Reacendeu-se recentemente na França a polêmica sobre
o uso da burca pelas mulheres muçulmanas, tanto que o Presidente Nicolas
Sarkozy, discursando no Congresso de Versalhes para deputados e senadores, defendeu
a sua proibição.
Será isso uma nova expressão dos ideais da Revolução
Francesa: liberdade, igualdade, fraternidade? As idéias são dinâmicas, tal como
a rosa que, ao desabrochar, assume novas feições sem deixar de ser a mesma que
era quando não passava de um promissor botão. Sendo assim, proibir agora que as
mulheres usem a burca, como impedir de freqüentar as escolas públicas os judeus
trajando os seus quipás e os cristãos de levar no peito o crucifixo, seria uma
espécie de apogeu daqueles ideais atingido agora no terceiro milênio?
Que me perdoe o leitor a ironia, mas acredito que é necessário
formar uma visão muito crítica acerca do que se pensa hoje em dia sobre
liberdade, igualdade e fraternidade.
Para vivê-los, não é necessário arrancar Deus da vida
das pessoas. Aliás, a maior expressão da liberdade se encontra no interior do
ser humano. Refiro-me à liberdade de ser o que de fato é. No recôndito de cada
consciência é que se pode ser ou não livre.
A história é pródiga de exemplos disso. Podemos aqui citar
a vida do cardeal vietnamita François-Xavier Nguyên Van Thuân.

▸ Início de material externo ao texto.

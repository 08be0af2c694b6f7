//! Data types shared by the sync pipeline.

use chrono::{DateTime, Utc};
use serde::{Deserialize, Serialize};
use std::collections::HashMap;
use std::fmt;

/// Name of the custom field holding a precomputed summary.
pub const SUMMARY_FIELD: &str = "summary";

/// Identifier of a post in the host's store.
#[derive(Debug, Clone, Copy, PartialEq, Eq, Hash, PartialOrd, Ord, Serialize, Deserialize)]
#[serde(transparent)]
pub struct PostId(pub u64);

impl fmt::Display for PostId {
    fn fmt(&self, f: &mut fmt::Formatter<'_>) -> fmt::Result {
        write!(f, "{}", self.0)
    }
}

impl From<u64> for PostId {
    fn from(id: u64) -> Self {
        Self(id)
    }
}

/// Kind of content the host just saved.
///
/// The host reports this as a loose string; unknown values are kept
/// verbatim in `Other`.
#[derive(Debug, Clone, PartialEq, Eq, Hash, Serialize, Deserialize)]
#[serde(from = "String", into = "String")]
pub enum ContentType {
    Post,
    Page,
    Attachment,
    Other(String),
}

impl ContentType {
    pub fn as_str(&self) -> &str {
        match self {
            ContentType::Post => "post",
            ContentType::Page => "page",
            ContentType::Attachment => "attachment",
            ContentType::Other(s) => s,
        }
    }
}

impl From<&str> for ContentType {
    fn from(s: &str) -> Self {
        match s {
            "post" => ContentType::Post,
            "page" => ContentType::Page,
            "attachment" => ContentType::Attachment,
            other => ContentType::Other(other.to_string()),
        }
    }
}

impl From<String> for ContentType {
    fn from(s: String) -> Self {
        ContentType::from(s.as_str())
    }
}

impl From<ContentType> for String {
    fn from(t: ContentType) -> Self {
        t.as_str().to_string()
    }
}

impl fmt::Display for ContentType {
    fn fmt(&self, f: &mut fmt::Formatter<'_>) -> fmt::Result {
        f.write_str(self.as_str())
    }
}

/// Visibility of a saved post.
#[derive(Debug, Clone, PartialEq, Eq, Hash, Serialize, Deserialize)]
#[serde(from = "String", into = "String")]
pub enum Visibility {
    Draft,
    Publish,
    Private,
    Hidden,
    Password,
    Waiting,
    Other(String),
}

/// Stored post status. The host writes the same vocabulary it uses for
/// visibility on the publish form.
pub type PostStatus = Visibility;

impl Visibility {
    pub fn as_str(&self) -> &str {
        match self {
            Visibility::Draft => "draft",
            Visibility::Publish => "publish",
            Visibility::Private => "private",
            Visibility::Hidden => "hidden",
            Visibility::Password => "password",
            Visibility::Waiting => "waiting",
            Visibility::Other(s) => s,
        }
    }
}

impl From<&str> for Visibility {
    fn from(s: &str) -> Self {
        match s {
            "draft" => Visibility::Draft,
            "publish" => Visibility::Publish,
            "private" => Visibility::Private,
            "hidden" => Visibility::Hidden,
            "password" => Visibility::Password,
            "waiting" => Visibility::Waiting,
            other => Visibility::Other(other.to_string()),
        }
    }
}

impl From<String> for Visibility {
    fn from(s: String) -> Self {
        Visibility::from(s.as_str())
    }
}

impl From<Visibility> for String {
    fn from(v: Visibility) -> Self {
        v.as_str().to_string()
    }
}

impl fmt::Display for Visibility {
    fn fmt(&self, f: &mut fmt::Formatter<'_>) -> fmt::Result {
        f.write_str(self.as_str())
    }
}

/// "Publish finished" notification from the host.
#[derive(Debug, Clone, PartialEq, Eq, Serialize, Deserialize)]
pub struct PublishEvent {
    #[serde(rename = "type")]
    pub content_type: ContentType,
    pub visibility: Visibility,
    #[serde(default)]
    pub title: String,
    /// Host identifier of the saved post, when the hook provides it
    #[serde(default)]
    pub post_id: Option<PostId>,
}

impl PublishEvent {
    /// A published post event with the given title.
    pub fn published_post(title: impl Into<String>) -> Self {
        Self {
            content_type: ContentType::Post,
            visibility: Visibility::Publish,
            title: title.into(),
            post_id: None,
        }
    }

    pub fn with_content_type(mut self, content_type: impl Into<ContentType>) -> Self {
        self.content_type = content_type.into();
        self
    }

    pub fn with_visibility(mut self, visibility: impl Into<Visibility>) -> Self {
        self.visibility = visibility.into();
        self
    }

    pub fn with_post_id(mut self, id: u64) -> Self {
        self.post_id = Some(PostId(id));
        self
    }
}

/// A post as read from the host's store.
#[derive(Debug, Clone, PartialEq, Serialize, Deserialize)]
pub struct PostRecord {
    pub id: PostId,
    pub title: String,
    /// Body as stored by the editor (HTML or markdown with a marker comment)
    pub raw_body: String,
    pub created_at: DateTime<Utc>,
    pub status: PostStatus,
    pub content_type: ContentType,
    #[serde(default)]
    pub custom_fields: HashMap<String, String>,
}

impl PostRecord {
    /// A published post created now.
    pub fn new(id: u64, title: impl Into<String>, raw_body: impl Into<String>) -> Self {
        Self {
            id: PostId(id),
            title: title.into(),
            raw_body: raw_body.into(),
            created_at: Utc::now(),
            status: Visibility::Publish,
            content_type: ContentType::Post,
            custom_fields: HashMap::new(),
        }
    }

    pub fn with_created_at(mut self, created_at: DateTime<Utc>) -> Self {
        self.created_at = created_at;
        self
    }

    pub fn with_status(mut self, status: impl Into<PostStatus>) -> Self {
        self.status = status.into();
        self
    }

    pub fn with_content_type(mut self, content_type: impl Into<ContentType>) -> Self {
        self.content_type = content_type.into();
        self
    }

    pub fn with_field(mut self, name: impl Into<String>, value: impl Into<String>) -> Self {
        self.custom_fields.insert(name.into(), value.into());
        self
    }

    /// Non-empty value of a custom field.
    pub fn field(&self, name: &str) -> Option<&str> {
        self.custom_fields
            .get(name)
            .map(String::as_str)
            .filter(|v| !v.is_empty())
    }
}

/// Criteria for the post lookup. Matches are ordered newest first.
#[derive(Debug, Clone, PartialEq, Eq)]
pub struct PostQuery {
    pub content_type: ContentType,
    pub status: PostStatus,
    pub title: String,
    /// Narrows the lookup to one post when the hook reports its id
    pub id: Option<PostId>,
}

impl PostQuery {
    /// Published posts with exactly this title.
    pub fn published_post(title: impl Into<String>) -> Self {
        Self {
            content_type: ContentType::Post,
            status: Visibility::Publish,
            title: title.into(),
            id: None,
        }
    }

    pub fn with_id(mut self, id: PostId) -> Self {
        self.id = Some(id);
        self
    }

    pub fn matches(&self, record: &PostRecord) -> bool {
        record.content_type == self.content_type
            && record.status == self.status
            && record.title == self.title
            && self.id.map_or(true, |id| record.id == id)
    }
}

/// JSON body of `POST /api/v1/statuses`.
#[derive(Debug, Clone, PartialEq, Eq, Serialize, Deserialize)]
pub struct StatusPayload {
    pub status: String,
    pub visibility: String,
    pub content_type: String,
}

impl StatusPayload {
    /// Public markdown status with the given text.
    pub fn public_markdown(text: impl Into<String>) -> Self {
        Self {
            status: text.into(),
            visibility: "public".to_string(),
            content_type: "text/markdown".to_string(),
        }
    }
}
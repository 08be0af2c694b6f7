//! SQLite post store.
//!
//! Reads the CMS's own tables:
//! - `contents(cid, title, text, created, type, status)`, `created` in Unix seconds
//! - `fields(cid, name, str_value)` for custom fields
//!
//! Table names may carry the host's prefix (e.g. `typecho_contents`).

use async_trait::async_trait;
use chrono::{DateTime, Utc};
use sqlx::sqlite::{SqlitePool, SqlitePoolOptions};
use sqlx::FromRow;
use std::collections::HashMap;

use crate::error::{StoreError, StoreResult};
use crate::traits::PostStore;
use crate::types::{PostId, PostQuery, PostRecord};

/// Read-only view of a CMS SQLite database.
pub struct SqlitePostStore {
    pool: SqlitePool,
    table_prefix: String,
}

impl SqlitePostStore {
    /// Connect to the database at `database_url`.
    ///
    /// # Example URLs
    /// - `sqlite::memory:` - In-memory database (ephemeral)
    /// - `sqlite://./usr/site.db` - File-based database
    pub async fn new(database_url: &str) -> StoreResult<Self> {
        let pool = SqlitePoolOptions::new()
            .max_connections(1)
            .connect(database_url)
            .await
            .map_err(query_error)?;

        Ok(Self {
            pool,
            table_prefix: String::new(),
        })
    }

    /// Use tables named `<prefix>contents` and `<prefix>fields`.
    pub fn with_table_prefix(mut self, prefix: impl Into<String>) -> Self {
        self.table_prefix = prefix.into();
        self
    }

    /// Create the tables this store reads. Used by tests and local setups.
    pub async fn create_schema(&self) -> StoreResult<()> {
        let statements = [
            format!(
                "CREATE TABLE IF NOT EXISTS {}contents (
                    cid INTEGER PRIMARY KEY,
                    title TEXT,
                    text TEXT,
                    created INTEGER NOT NULL DEFAULT 0,
                    type TEXT NOT NULL DEFAULT 'post',
                    status TEXT NOT NULL DEFAULT 'publish'
                )",
                self.table_prefix
            ),
            format!(
                "CREATE TABLE IF NOT EXISTS {}fields (
                    cid INTEGER NOT NULL,
                    name TEXT NOT NULL,
                    str_value TEXT,
                    PRIMARY KEY (cid, name)
                )",
                self.table_prefix
            ),
        ];

        for statement in &statements {
            sqlx::query(statement)
                .execute(&self.pool)
                .await
                .map_err(query_error)?;
        }

        Ok(())
    }

    /// Write a post and its custom fields. Used by tests and local setups.
    pub async fn insert_post(&self, record: &PostRecord) -> StoreResult<()> {
        let cid = i64::try_from(record.id.0).map_err(|_| StoreError::CorruptRow {
            cid: -1,
            reason: format!("post id {} does not fit in an INTEGER", record.id),
        })?;

        sqlx::query(&format!(
            "INSERT OR REPLACE INTO {}contents (cid, title, text, created, type, status) \
             VALUES (?, ?, ?, ?, ?, ?)",
            self.table_prefix
        ))
        .bind(cid)
        .bind(&record.title)
        .bind(&record.raw_body)
        .bind(record.created_at.timestamp())
        .bind(record.content_type.as_str())
        .bind(record.status.as_str())
        .execute(&self.pool)
        .await
        .map_err(query_error)?;

        for (name, value) in &record.custom_fields {
            sqlx::query(&format!(
                "INSERT OR REPLACE INTO {}fields (cid, name, str_value) VALUES (?, ?, ?)",
                self.table_prefix
            ))
            .bind(cid)
            .bind(name)
            .bind(value)
            .execute(&self.pool)
            .await
            .map_err(query_error)?;
        }

        Ok(())
    }

    /// Get the underlying connection pool.
    pub fn pool(&self) -> &SqlitePool {
        &self.pool
    }
}

#[derive(Debug, FromRow)]
struct ContentRow {
    cid: i64,
    title: Option<String>,
    text: Option<String>,
    created: i64,
    #[sqlx(rename = "type")]
    content_type: String,
    status: String,
}

impl TryFrom<ContentRow> for PostRecord {
    type Error = StoreError;

    fn try_from(row: ContentRow) -> StoreResult<Self> {
        let id = u64::try_from(row.cid).map_err(|_| StoreError::CorruptRow {
            cid: row.cid,
            reason: "negative cid".to_string(),
        })?;
        let created_at =
            DateTime::<Utc>::from_timestamp(row.created, 0).ok_or_else(|| StoreError::CorruptRow {
                cid: row.cid,
                reason: format!("created {} is out of range", row.created),
            })?;

        Ok(PostRecord {
            id: PostId(id),
            title: row.title.unwrap_or_default(),
            raw_body: row.text.unwrap_or_default(),
            created_at,
            status: row.status.into(),
            content_type: row.content_type.into(),
            custom_fields: HashMap::new(),
        })
    }
}

#[async_trait]
impl PostStore for SqlitePostStore {
    async fn find_latest(&self, query: &PostQuery) -> StoreResult<Option<PostRecord>> {
        let cid = match query.id.map(|id| i64::try_from(id.0)) {
            None => None,
            Some(Ok(cid)) => Some(cid),
            Some(Err(_)) => return Ok(None),
        };

        let sql = format!(
            "SELECT cid, title, text, created, type, status FROM {}contents \
             WHERE type = ? AND status = ? AND title = ?{} \
             ORDER BY created DESC LIMIT 1",
            self.table_prefix,
            if cid.is_some() { " AND cid = ?" } else { "" }
        );

        let mut select = sqlx::query_as::<_, ContentRow>(&sql)
            .bind(query.content_type.as_str())
            .bind(query.status.as_str())
            .bind(&query.title);
        if let Some(cid) = cid {
            select = select.bind(cid);
        }

        let row = select
            .fetch_optional(&self.pool)
            .await
            .map_err(query_error)?;

        row.map(PostRecord::try_from).transpose()
    }

    async fn custom_field(&self, id: PostId, name: &str) -> StoreResult<Option<String>> {
        let cid = match i64::try_from(id.0) {
            Ok(cid) => cid,
            Err(_) => return Ok(None),
        };

        let value: Option<(Option<String>,)> = sqlx::query_as(&format!(
            "SELECT str_value FROM {}fields WHERE cid = ? AND name = ?",
            self.table_prefix
        ))
        .bind(cid)
        .bind(name)
        .fetch_optional(&self.pool)
        .await
        .map_err(query_error)?;

        Ok(value.and_then(|(v,)| v))
    }
}

fn query_error(e: sqlx::Error) -> StoreError {
    StoreError::Query(Box::new(e))
}
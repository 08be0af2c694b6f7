//! Sync configuration.
//!
//! A [`SyncConfig`] is loaded once per sync attempt and passed into the
//! orchestrator explicitly. It can come from the host's persisted plugin
//! settings ([`SyncConfig::from_settings`]) or from `SOCIAL_SYNC_*`
//! environment variables ([`SyncConfig::from_env`]).

use dotenvy::dotenv;
use std::collections::HashMap;
use std::env;
use std::time::Duration;
use tracing::warn;

use crate::error::{ConfigError, ConfigResult};
use crate::security::AccessToken;

/// Instance URL offered by the settings form before the user changes it.
pub const DEFAULT_INSTANCE_URL: &str = "https://social.sgcd.net";

/// Characters of body text used when a post has no precomputed summary.
pub const DEFAULT_SUMMARY_LENGTH: usize = 100;

/// Total time allowed for the status request.
pub const DEFAULT_REQUEST_TIMEOUT: Duration = Duration::from_secs(30);

/// Redirect hops followed before giving up.
pub const MAX_REDIRECTS: usize = 10;

/// Settings keys as persisted by the host.
pub mod keys {
    pub const INSTANCE_URL: &str = "instance_url";
    pub const ACCESS_TOKEN: &str = "access_token";
    pub const SUMMARY_LENGTH: &str = "summary_length";
    pub const SITE_URL: &str = "site_url";
    pub const ACCEPT_INVALID_CERTS: &str = "accept_invalid_certs";
    pub const STRICT_STATUS: &str = "strict_status";
    pub const REQUEST_TIMEOUT_SECS: &str = "request_timeout_secs";
}

/// Configuration for one sync attempt.
#[derive(Debug, Clone)]
pub struct SyncConfig {
    /// Instance base URL, without trailing slash
    pub instance_url: String,

    /// Bearer token for the status API
    pub access_token: AccessToken,

    /// Upper bound, in characters, for summaries cut from the body
    pub summary_length: usize,

    /// Public base URL of the site, used for fallback permalinks
    pub site_url: String,

    /// Skip TLS certificate and hostname verification.
    ///
    /// Insecure. Only for instances with self-signed certificates.
    /// Default: false.
    pub accept_invalid_certs: bool,

    /// Report non-2xx responses as failures.
    ///
    /// When false, any completed HTTP exchange counts as a successful sync
    /// and only transport errors fail. Default: false.
    pub strict_status: bool,

    /// Total request timeout. Default: 30s.
    pub request_timeout: Duration,
}

impl Default for SyncConfig {
    fn default() -> Self {
        Self {
            instance_url: DEFAULT_INSTANCE_URL.to_string(),
            access_token: AccessToken::empty(),
            summary_length: DEFAULT_SUMMARY_LENGTH,
            site_url: String::new(),
            accept_invalid_certs: false,
            strict_status: false,
            request_timeout: DEFAULT_REQUEST_TIMEOUT,
        }
    }
}

impl SyncConfig {
    pub fn new(instance_url: impl Into<String>, access_token: impl Into<AccessToken>) -> Self {
        Self {
            instance_url: normalize_base_url(&instance_url.into()),
            access_token: access_token.into(),
            ..Default::default()
        }
    }

    /// Set the summary length. Zero falls back to the default.
    pub fn with_summary_length(mut self, length: usize) -> Self {
        self.summary_length = if length == 0 {
            DEFAULT_SUMMARY_LENGTH
        } else {
            length
        };
        self
    }

    pub fn with_site_url(mut self, url: impl Into<String>) -> Self {
        self.site_url = normalize_base_url(&url.into());
        self
    }

    pub fn with_accept_invalid_certs(mut self, accept: bool) -> Self {
        self.accept_invalid_certs = accept;
        self
    }

    pub fn with_strict_status(mut self, strict: bool) -> Self {
        self.strict_status = strict;
        self
    }

    pub fn with_request_timeout(mut self, timeout: Duration) -> Self {
        self.request_timeout = timeout;
        self
    }

    /// Build from the host's persisted key/value settings.
    ///
    /// Values are loose strings. Missing keys take their defaults; a
    /// non-numeric or zero `summary_length` falls back to 100.
    pub fn from_settings(settings: &HashMap<String, String>) -> Self {
        let get = |key: &str| settings.get(key).map(|v| v.trim());

        let summary_length = match get(keys::SUMMARY_LENGTH) {
            None | Some("") => DEFAULT_SUMMARY_LENGTH,
            Some(raw) => parse_summary_length(raw).unwrap_or_else(|_| {
                warn!(value = %raw, "Invalid summary_length setting, using default");
                DEFAULT_SUMMARY_LENGTH
            }),
        };

        let request_timeout = get(keys::REQUEST_TIMEOUT_SECS)
            .and_then(|raw| raw.parse::<u64>().ok())
            .filter(|secs| *secs > 0)
            .map(Duration::from_secs)
            .unwrap_or(DEFAULT_REQUEST_TIMEOUT);

        Self {
            instance_url: normalize_base_url(
                get(keys::INSTANCE_URL).unwrap_or(DEFAULT_INSTANCE_URL),
            ),
            access_token: AccessToken::new(get(keys::ACCESS_TOKEN).unwrap_or_default()),
            summary_length,
            site_url: normalize_base_url(get(keys::SITE_URL).unwrap_or_default()),
            accept_invalid_certs: get(keys::ACCEPT_INVALID_CERTS).is_some_and(parse_flag),
            strict_status: get(keys::STRICT_STATUS).is_some_and(parse_flag),
            request_timeout,
        }
    }

    /// Load configuration from environment variables.
    ///
    /// `SOCIAL_SYNC_INSTANCE_URL` and `SOCIAL_SYNC_ACCESS_TOKEN` are
    /// required; the rest are optional.
    pub fn from_env() -> ConfigResult<Self> {
        // Load .env file if present (development)
        let _ = dotenv();

        let instance_url = env::var("SOCIAL_SYNC_INSTANCE_URL")
            .map_err(|_| ConfigError::Missing("SOCIAL_SYNC_INSTANCE_URL"))?;
        let access_token = env::var("SOCIAL_SYNC_ACCESS_TOKEN")
            .map_err(|_| ConfigError::Missing("SOCIAL_SYNC_ACCESS_TOKEN"))?;

        let summary_length = match env::var("SOCIAL_SYNC_SUMMARY_LENGTH") {
            Ok(raw) => parse_summary_length(&raw)?,
            Err(_) => DEFAULT_SUMMARY_LENGTH,
        };

        let request_timeout = match env::var("SOCIAL_SYNC_REQUEST_TIMEOUT_SECS") {
            Ok(raw) => raw
                .trim()
                .parse::<u64>()
                .ok()
                .filter(|secs| *secs > 0)
                .map(Duration::from_secs)
                .ok_or(ConfigError::Invalid {
                    key: "SOCIAL_SYNC_REQUEST_TIMEOUT_SECS",
                    value: raw,
                })?,
            Err(_) => DEFAULT_REQUEST_TIMEOUT,
        };

        Ok(Self::new(instance_url, access_token)
            .with_summary_length(summary_length)
            .with_site_url(env::var("SOCIAL_SYNC_SITE_URL").unwrap_or_default())
            .with_accept_invalid_certs(
                env::var("SOCIAL_SYNC_ACCEPT_INVALID_CERTS").is_ok_and(|v| parse_flag(&v)),
            )
            .with_strict_status(env::var("SOCIAL_SYNC_STRICT_STATUS").is_ok_and(|v| parse_flag(&v)))
            .with_request_timeout(request_timeout))
    }

    /// Name of the first required setting that is empty, if any.
    pub fn missing_setting(&self) -> Option<&'static str> {
        if self.instance_url.is_empty() {
            Some(keys::INSTANCE_URL)
        } else if self.access_token.is_empty() {
            Some(keys::ACCESS_TOKEN)
        } else {
            None
        }
    }

    /// Both the instance URL and the access token are set.
    pub fn is_complete(&self) -> bool {
        self.missing_setting().is_none()
    }

    /// Full URL of the status-creation endpoint.
    pub fn statuses_endpoint(&self) -> String {
        statuses_endpoint(&self.instance_url)
    }
}

/// `<base>/api/v1/statuses`
pub fn statuses_endpoint(base_url: &str) -> String {
    format!("{}/api/v1/statuses", normalize_base_url(base_url))
}

/// Trim whitespace and trailing slashes.
pub fn normalize_base_url(url: &str) -> String {
    url.trim().trim_end_matches('/').to_string()
}

fn parse_summary_length(raw: &str) -> ConfigResult<usize> {
    raw.trim()
        .parse::<usize>()
        .ok()
        .filter(|n| *n > 0)
        .ok_or_else(|| ConfigError::Invalid {
            key: keys::SUMMARY_LENGTH,
            value: raw.to_string(),
        })
}

fn parse_flag(raw: &str) -> bool {
    matches!(
        raw.trim().to_ascii_lowercase().as_str(),
        "1" | "true" | "yes" | "on"
    )
}
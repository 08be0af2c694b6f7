//! Post summaries.
//!
//! A post's summary is its precomputed `summary` custom field when one
//! exists. Otherwise it is cut from the body: markup removed, line breaks
//! dropped, truncated to a character budget.

use lazy_static::lazy_static;
use regex::Regex;
use tracing::debug;

use crate::types::{PostRecord, SUMMARY_FIELD};

/// Marker the markdown editor prepends to stored bodies.
pub const MARKDOWN_MARKER: &str = "<!--markdown-->";

lazy_static! {
    // Comments first, so a `>` inside a comment doesn't end the match early.
    // A `<` followed by whitespace is text, not a tag.
    static ref MARKUP_PATTERN: Regex = Regex::new(r"(?s)<!--.*?-->|<[^\s>][^>]*>").unwrap();
}

/// Where a summary came from.
#[derive(Debug, Clone, Copy, PartialEq, Eq)]
pub enum SummarySource {
    /// The `summary` custom field, used verbatim
    Precomputed,
    /// Cut from the post body
    Excerpt,
}

/// Picks or derives the summary for a post.
#[derive(Debug, Clone, Copy, Default)]
pub struct SummaryResolver;

impl SummaryResolver {
    pub fn new() -> Self {
        Self
    }

    /// Summary text for `record`. A precomputed summary is trusted as-is
    /// and never truncated; excerpts hold at most `max_length` characters.
    pub fn resolve(&self, record: &PostRecord, max_length: usize) -> String {
        self.resolve_with_source(record, max_length).0
    }

    pub fn resolve_with_source(
        &self,
        record: &PostRecord,
        max_length: usize,
    ) -> (String, SummarySource) {
        if let Some(summary) = record.field(SUMMARY_FIELD) {
            debug!(post_id = %record.id, "Using precomputed summary");
            return (summary.to_string(), SummarySource::Precomputed);
        }

        let excerpt = plain_text_excerpt(&record.raw_body, max_length);
        debug!(
            post_id = %record.id,
            chars = excerpt.chars().count(),
            max_length,
            "Summary cut from body"
        );
        (excerpt, SummarySource::Excerpt)
    }
}

/// Body text without markup or line breaks.
pub fn strip_markup(body: &str) -> String {
    MARKUP_PATTERN
        .replace_all(body, "")
        .replace(MARKDOWN_MARKER, "")
        .replace(['\r', '\n'], "")
}

/// First `max_length` characters (Unicode scalar values) of the plain text.
pub fn plain_text_excerpt(body: &str, max_length: usize) -> String {
    strip_markup(body).chars().take(max_length).collect()
}
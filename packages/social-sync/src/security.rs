//! Access token handling.
//!
//! The instance token is wrapped in `secrecy::SecretBox` so that it never
//! shows up in `Debug` output, `Display` output or log fields.

use secrecy::{ExposeSecret, SecretBox};
use std::fmt;

/// Bearer token for the instance's status API.
pub struct AccessToken(SecretBox<str>);

impl AccessToken {
    pub fn new(value: impl Into<String>) -> Self {
        Self(SecretBox::new(Box::from(value.into().trim())))
    }

    /// An empty token, which disables syncing.
    pub fn empty() -> Self {
        Self::new(String::new())
    }

    /// Expose the raw token. Only the transport should call this.
    pub fn expose(&self) -> &str {
        self.0.expose_secret()
    }

    pub fn is_empty(&self) -> bool {
        self.expose().is_empty()
    }
}

impl Default for AccessToken {
    fn default() -> Self {
        Self::empty()
    }
}

impl Clone for AccessToken {
    fn clone(&self) -> Self {
        Self::new(self.expose())
    }
}

impl fmt::Debug for AccessToken {
    fn fmt(&self, f: &mut fmt::Formatter<'_>) -> fmt::Result {
        if self.is_empty() {
            f.write_str("AccessToken(<empty>)")
        } else {
            f.write_str("AccessToken([REDACTED])")
        }
    }
}

impl fmt::Display for AccessToken {
    fn fmt(&self, f: &mut fmt::Formatter<'_>) -> fmt::Result {
        f.write_str("[REDACTED]")
    }
}

impl From<String> for AccessToken {
    fn from(s: String) -> Self {
        Self::new(s)
    }
}

impl From<&str> for AccessToken {
    fn from(s: &str) -> Self {
        Self::new(s)
    }
}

Rumo à
prisão, na qual permaneceu por treze anos, tomou ele uma decisão: Vinham-me à mente muitos pensamentos confusos: tristeza, abandono,
cansaço depois de três meses de tensões... Porém, em minha mente surgiu
claramente uma palavra que dispersou toda a escuridão, a palavra que Monsenhor
John Walsh, Bispo missionário na China, pronunciou quando foi libertado depois de doze anos de
cativeiro: ‘Passei a metade da minha vida esperando’. É verdadeiríssimo: todos
os prisioneiros, inclusive eu, esperam a cada minuto sua libertação. Porém,
depois decidi: ‘Eu não esperarei. Vou viver o momento presente, enchendo-o de
amor. Por mais amarras que obstavam a esse grande homem de ir e vir, alguém
duvidaria de que sua alma experimentava, ainda que no cárcere, uma imensa
liberdade que o permitia viajar, amar e deleitar-se nos braços d’Aquele que
sempre foi a razão de sua vida?
E também vivia uma fantástica fraternidade.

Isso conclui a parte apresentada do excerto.